There are almost 8,000 psychotherapists and psychotherapeutic counsellors on Find A Therapist and you can search by location, whether you’d like to meet in person or online, and the issue you want to work on.

Things to think about when you’re using Find A Therapist include:

  • Would you like to see a therapist who specialises in the issue you need help with?
  • Do you want to see someone in your local area, near work or elsewhere?
  • Would you like to meet online, in-person or on the phone?
  • Would you prefer to see a man or woman?
  • Do you feel comfortable with the way the therapist describes themselves and their work and how they might be able to help?
  • Are you interested in a specific type of therapy?
  • Are you looking for therapy as an individual, or in a couple, a group, or family?
  • Are you looking for therapy for yourself as an adult, or on behalf of a child or young person?


Step two: Contact a therapist

When you’ve found a potential therapist, send them an email or give them a call. You could give a brief overview of your problem to find out whether the therapist is able to help you. Most therapists will be able to help with most issues, and will not be shocked or judge you. Ask the person you’re contacting if they have appointments at a time and place that suits you and how much they charge. 

It can be useful to give the therapist a call. The conversation will give you a sense of what they are like and whether you would feel comfortable working with them. 

You might not be able to reach the therapist straight away as they often use an answering machine when they are in client sessions. If you leave a message, they should return your call. 


Step three: Try a first session

The first session is a chance to see how you feel being with a therapist and get a sense of how they work and if you might work well together.

They will probably ask you to talk more about what brings you to therapy and might have an assessment form which they fill in on your behalf. This helps assess if they are the right person to help you. They might ask about:

  • the history of the issue you want to work on
  • your childhood
  • relationships with family, friends and partners
  • what helps you cope
  • if you’ve had therapy before and what was useful about it if you did.

Remember, it’s your session and you are in control. You can ask questions to help you decide whether you want to work with the person. These might include:

  • What type of therapy do you do?
  • What experience and training have you had in working with the issue I am dealing with?
  • What can I expect to happen in our sessions?
  • How long do you think we’d work together?
  • What happens if I miss a session or am on holiday for one?
  • How do you think you could help me?
  • How will I know when my therapy is finished?


Step four: Assess how you feel

At the end of the first session, you might want to go away and think about whether you would like to work with the therapist. Alternatively, you could agree what happens next at the end of the session.

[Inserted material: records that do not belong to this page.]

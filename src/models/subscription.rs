// SPDX-License-Identifier: MIT
// Copyright 2026 Roland Dreier <roland@rolandd.dev>

//! Advisory subscription and payment history.

use serde::{Deserialize, Serialize};
use std::borrow::Cow;
use std::fmt;
use validator::{Validate, ValidationError};

#[derive(Debug, Clone, Copy, PartialEq, Eq, Serialize, Deserialize)]
#[serde(rename_all = "SCREAMING_SNAKE_CASE")]
pub enum BillingFrequency {
    Monthly,
    Quarterly,
    Annual,
}

impl BillingFrequency {
    pub const ALL: [BillingFrequency; 3] = [Self::Monthly, Self::Quarterly, Self::Annual];

    pub fn as_str(self) -> &'static str {
        match self {
            Self::Monthly => "MONTHLY",
            Self::Quarterly => "QUARTERLY",
            Self::Annual => "ANNUAL",
        }
    }

    pub fn parse(raw: &str) -> Option<Self> {
        Self::ALL.into_iter().find(|f| f.as_str() == raw.trim())
    }

    pub fn description(self) -> &'static str {
        match self {
            Self::Monthly => "Monthly billing",
            Self::Quarterly => "Quarterly billing (5% discount)",
            Self::Annual => "Annual billing (15% discount)",
        }
    }
}

impl fmt::Display for BillingFrequency {
    fn fmt(&self, f: &mut fmt::Formatter<'_>) -> fmt::Result {
        f.write_str(self.as_str())
    }
}

#[derive(Debug, Clone, Copy, PartialEq, Eq, Serialize, Deserialize)]
#[serde(rename_all = "SCREAMING_SNAKE_CASE")]
pub enum PaymentType {
    CreditCard,
    DebitCard,
    BankAccount,
}

impl PaymentType {
    pub fn parse(raw: &str) -> Option<Self> {
        match raw.trim() {
            "CREDIT_CARD" => Some(Self::CreditCard),
            "DEBIT_CARD" => Some(Self::DebitCard),
            "BANK_ACCOUNT" => Some(Self::BankAccount),
            _ => None,
        }
    }
}

#[derive(Debug, Clone, Default, PartialEq, Serialize, Deserialize)]
#[serde(rename_all = "camelCase")]
pub struct PaymentMethod {
    #[serde(rename = "type", default, skip_serializing_if = "Option::is_none")]
    pub payment_type: Option<PaymentType>,
    #[serde(default, skip_serializing_if = "Option::is_none")]
    pub last4: Option<String>,
    #[serde(default, skip_serializing_if = "Option::is_none")]
    pub brand: Option<String>,
    #[serde(default, skip_serializing_if = "Option::is_none")]
    pub holder_name: Option<String>,
    #[serde(default, skip_serializing_if = "Option::is_none")]
    pub expiry_month: Option<String>,
    #[serde(default, skip_serializing_if = "Option::is_none")]
    pub expiry_year: Option<String>,
    #[serde(default, skip_serializing_if = "Option::is_none")]
    pub bank_name: Option<String>,
}

impl PaymentMethod {
    /// `Visa ****4242`, or `Card ****` when nothing is on file.
    pub fn summary(&self) -> String {
        format!(
            "{} ****{}",
            self.brand.as_deref().filter(|b| !b.is_empty()).unwrap_or("Card"),
            self.last4.as_deref().unwrap_or_default()
        )
    }
}

/// Active subscription as returned by the payment service.
///
/// Fields this client does not read are kept in `extra` so that the
/// frequency update can send the subscription back unchanged.
#[derive(Debug, Clone, PartialEq, Serialize, Deserialize)]
#[serde(rename_all = "camelCase")]
pub struct Subscription {
    pub id: String,
    #[serde(default)]
    pub tier: String,
    #[serde(default)]
    pub status: String,
    pub frequency: BillingFrequency,
    #[serde(default)]
    pub amount: f64,
    #[serde(default)]
    pub next_payment_date: Option<String>,
    #[serde(default)]
    pub payment_method: Option<PaymentMethod>,
    #[serde(flatten)]
    pub extra: serde_json::Map<String, serde_json::Value>,
}

impl Subscription {
    /// Copy of this subscription with a new billing frequency.
    pub fn with_frequency(&self, frequency: BillingFrequency) -> Self {
        Self {
            frequency,
            ..self.clone()
        }
    }
}

#[derive(Debug, Clone, Deserialize)]
#[serde(rename_all = "camelCase")]
pub struct Payment {
    #[serde(default)]
    pub id: Option<String>,
    #[serde(default)]
    pub amount: f64,
    #[serde(default)]
    pub status: String,
    #[serde(default)]
    pub transaction_id: Option<String>,
    #[serde(default)]
    pub processed_at: Option<String>,
    #[serde(default)]
    pub created_at: Option<String>,
}

impl Payment {
    /// Badge class: completed, pending, or failed for anything else.
    pub fn status_class(&self) -> &'static str {
        match self.status.as_str() {
            "COMPLETED" => "completed",
            "PENDING" => "pending",
            _ => "failed",
        }
    }

    pub fn date(&self) -> Option<&str> {
        self.processed_at.as_deref().or(self.created_at.as_deref())
    }
}

/// Body of `PUT /api/subscriptions/{id}/payment-method`.
#[derive(Debug, Clone, Serialize, Validate)]
#[serde(rename_all = "camelCase")]
pub struct PaymentMethodUpdate {
    #[serde(rename = "type")]
    pub payment_type: PaymentType,
    #[validate(length(min = 1, max = 100, message = "Cardholder name is required"))]
    pub holder_name: String,
    #[validate(
        length(equal = 4, message = "Enter the last 4 digits"),
        custom(function = "all_digits")
    )]
    pub last4: String,
    #[serde(skip_serializing_if = "Option::is_none")]
    pub brand: Option<String>,
}

fn all_digits(value: &str) -> Result<(), ValidationError> {
    if value.chars().all(|c| c.is_ascii_digit()) {
        Ok(())
    } else {
        Err(ValidationError::new("digits").with_message(Cow::Borrowed("Last 4 must be digits only")))
    }
}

Things to think about include:

  • Do you feel at ease with the therapist?
  • Do you think you could build a trusting relationship with them?
  • Would you feel comfortable telling them about intimate details of your life?
  • Do you feel safe with them?
  • Do you like their manner towards you?
  • Did they listen to you?

It’s completely okay to meet with a therapist and ask them a lot of questions and then decide not to work with them.

Many people don’t find the right therapist first time. If this happens to you, it is not your fault. You have already decided you would benefit from therapy, so it is worth trying again and booking an initial appointment with another therapist.